(Beginning of Task input)

// src/csv.rs
use std::sync::OnceLock;

use regex::Regex;

use crate::model::{or_unknown, ScoutRecord};

/* ---------------- Layout ---------------- */

pub const HEADERS: [&str; 19] = [
    "id", "timestamp", "youthteam_id", "name", "age", "speciality",
    "gk", "def", "pm", "w", "pa", "sc", "overall", "selected",
    "scout_name", "scout_age", "scout_country", "scout_region", "scout_focus",
];

/// Free-text columns, written inside double quotes.
/// name, speciality, scout_name, scout_country, scout_region, scout_focus
const QUOTED_COLUMNS: [usize; 6] = [3, 5, 14, 16, 17, 18];

/// One snapshot line, cells unquoted. `fields[0]` is the id.
#[derive(Clone, Debug, Default, PartialEq, Eq)]
pub struct CsvRow {
    pub fields: Vec<String>,
}

impl CsvRow {
    /// Row shape of a record, id left blank. Absent values become sentinels here.
    pub fn from_record(r: &ScoutRecord) -> Self {
        let fields = vec![
            s!(),
            r.timestamp_iso(),
            s!(or_unknown(&r.team_id)),
            s!(or_unknown(&r.name)),
            r.age.unwrap_or(0).to_string(),
            s!(or_unknown(&r.speciality)),
            s!(or_unknown(&r.skills.gk)),
            s!(or_unknown(&r.skills.def)),
            s!(or_unknown(&r.skills.pm)),
            s!(or_unknown(&r.skills.w)),
            s!(or_unknown(&r.skills.pa)),
            s!(or_unknown(&r.skills.sc)),
            s!(or_unknown(&r.skills.overall)),
            r.selected.to_string(),
            s!(or_unknown(&r.scout.name)),
            s!(or_unknown(&r.scout.age)),
            s!(or_unknown(&r.scout.country)),
            s!(or_unknown(&r.scout.region)),
            s!(or_unknown(&r.scout.focus)),
        ];
        Self { fields }
    }

    pub fn id(&self) -> Option<&str> {
        self.fields.first().map(String::as_str)
    }

    /// Overwrite the id cell. A row that came back empty from parsing gets one pushed.
    pub fn set_id(&mut self, id: usize) {
        match self.fields.first_mut() {
            Some(cell) => *cell = id.to_string(),
            None => self.fields.push(id.to_string()),
        }
    }
}

/* ---------------- Writing ---------------- */

/// One row, no trailing newline. Quotes inside free text are not
/// escaped; such a value will split the row when read back.
pub fn format_row(row: &CsvRow) -> String {
    row.fields
        .iter()
        .enumerate()
        .map(|(i, cell)| {
            if !QUOTED_COLUMNS.contains(&i) {
                return cell.clone();
            }
            if cell.contains('"') {
                logw!("CSV: column {} holds a double quote, row {} will not read back cleanly",
                    HEADERS.get(i).unwrap_or(&"?"), row.id().unwrap_or("?"));
            }
            format!("\"{cell}\"")
        })
        .collect::<Vec<_>>()
        .join(",")
}

/// Header plus rows, joined by '\n' (no trailing newline).
pub fn rows_to_string(rows: &[CsvRow]) -> String {
    std::iter::once(HEADERS.join(","))
        .chain(rows.iter().map(format_row))
        .collect::<Vec<_>>()
        .join("\n")
}

/// Records in collection order, ids 1..=N.
pub fn to_rows(records: &[ScoutRecord]) -> Vec<CsvRow> {
    let mut rows: Vec<CsvRow> = records.iter().map(CsvRow::from_record).collect();
    renumber(&mut rows);
    rows
}

/// Full snapshot text of a collection.
pub fn to_snapshot(records: &[ScoutRecord]) -> String {
    rows_to_string(&to_rows(records))
}

/// Ids become 1-based positions, whatever they were before.
pub fn renumber(rows: &mut [CsvRow]) {
    for (i, row) in rows.iter_mut().enumerate() {
        row.set_id(i + 1);
    }
}

/* ---------------- Parsing ---------------- */

/// A quoted run, or a run without commas.
fn field_regex() -> Option<&'static Regex> {
    static RE: OnceLock<Option<Regex>> = OnceLock::new();
    RE.get_or_init(|| match Regex::new(r#""[^"]*"|[^,]+"#) {
        Ok(re) => Some(re),
        Err(e) => {
            loge!("CSV: field pattern failed to compile: {e}");
            None
        }
    })
    .as_ref()
}

/// Lenient snapshot reader for the remote merge.
///
/// Drops the first line (header) and blank lines. Each other line is split
/// into quoted runs or comma-free runs; one surrounding quote pair is
/// stripped. Empty cells between two commas are not kept, so a row with
/// one collapses left. Malformed lines are carried through as they come.
pub fn parse_snapshot(text: &str) -> Vec<CsvRow> {
    let Some(re) = field_regex() else { return Vec::new() };
    text.lines()
        .skip(1)
        .filter(|line| !line.trim().is_empty())
        .map(|line| {
            let line = line.strip_suffix('\r').unwrap_or(line);
            let fields = re.find_iter(line).map(|m| s!(unquote(m.as_str()))).collect();
            CsvRow { fields }
        })
        .collect()
}

fn unquote(s: &str) -> &str {
    let s = s.strip_prefix('"').unwrap_or(s);
    s.strip_suffix('"').unwrap_or(s)
}
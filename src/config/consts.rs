// src/config/consts.rs

// Local store
pub const STORE_DIR: &str = ".store";
pub const STORAGE_KEY: &str = "scoutData";
pub const LOG_FILE: &str = "debug.log";
pub const CONFIG_FILE: &str = "ht_scout.toml";

// Capture
pub const DUPLICATE_WINDOW_HOURS: i64 = 24;
pub const UNKNOWN: &str = "unknown";

// Export
pub const DEFAULT_EXPORT_DIR: &str = "out";
pub const EXPORT_FILE_PREFIX: &str = "hattrick_scouts_";

// Remote blob
pub const BLOB_TYPE_HEADER: &str = "x-ms-blob-type";
pub const BLOB_TYPE: &str = "BlockBlob";
pub const CSV_CONTENT_TYPE: &str = "text/csv";

// Environment overrides
pub const ENV_SYNC_ENABLED: &str = "HT_SCOUT_SYNC_ENABLED";
pub const ENV_BLOB_URL: &str = "HT_SCOUT_BLOB_URL";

(End of Task input)

▸ The task: What should appear is an exact copy of the lines from the one with "pub const ENV_SYNC_ENABLED: &str" through the end of the entries above, ends included, and no other text.

▸ Expected answer:
pub const ENV_SYNC_ENABLED: &str = "HT_SCOUT_SYNC_ENABLED";
pub const ENV_BLOB_URL: &str = "HT_SCOUT_BLOB_URL";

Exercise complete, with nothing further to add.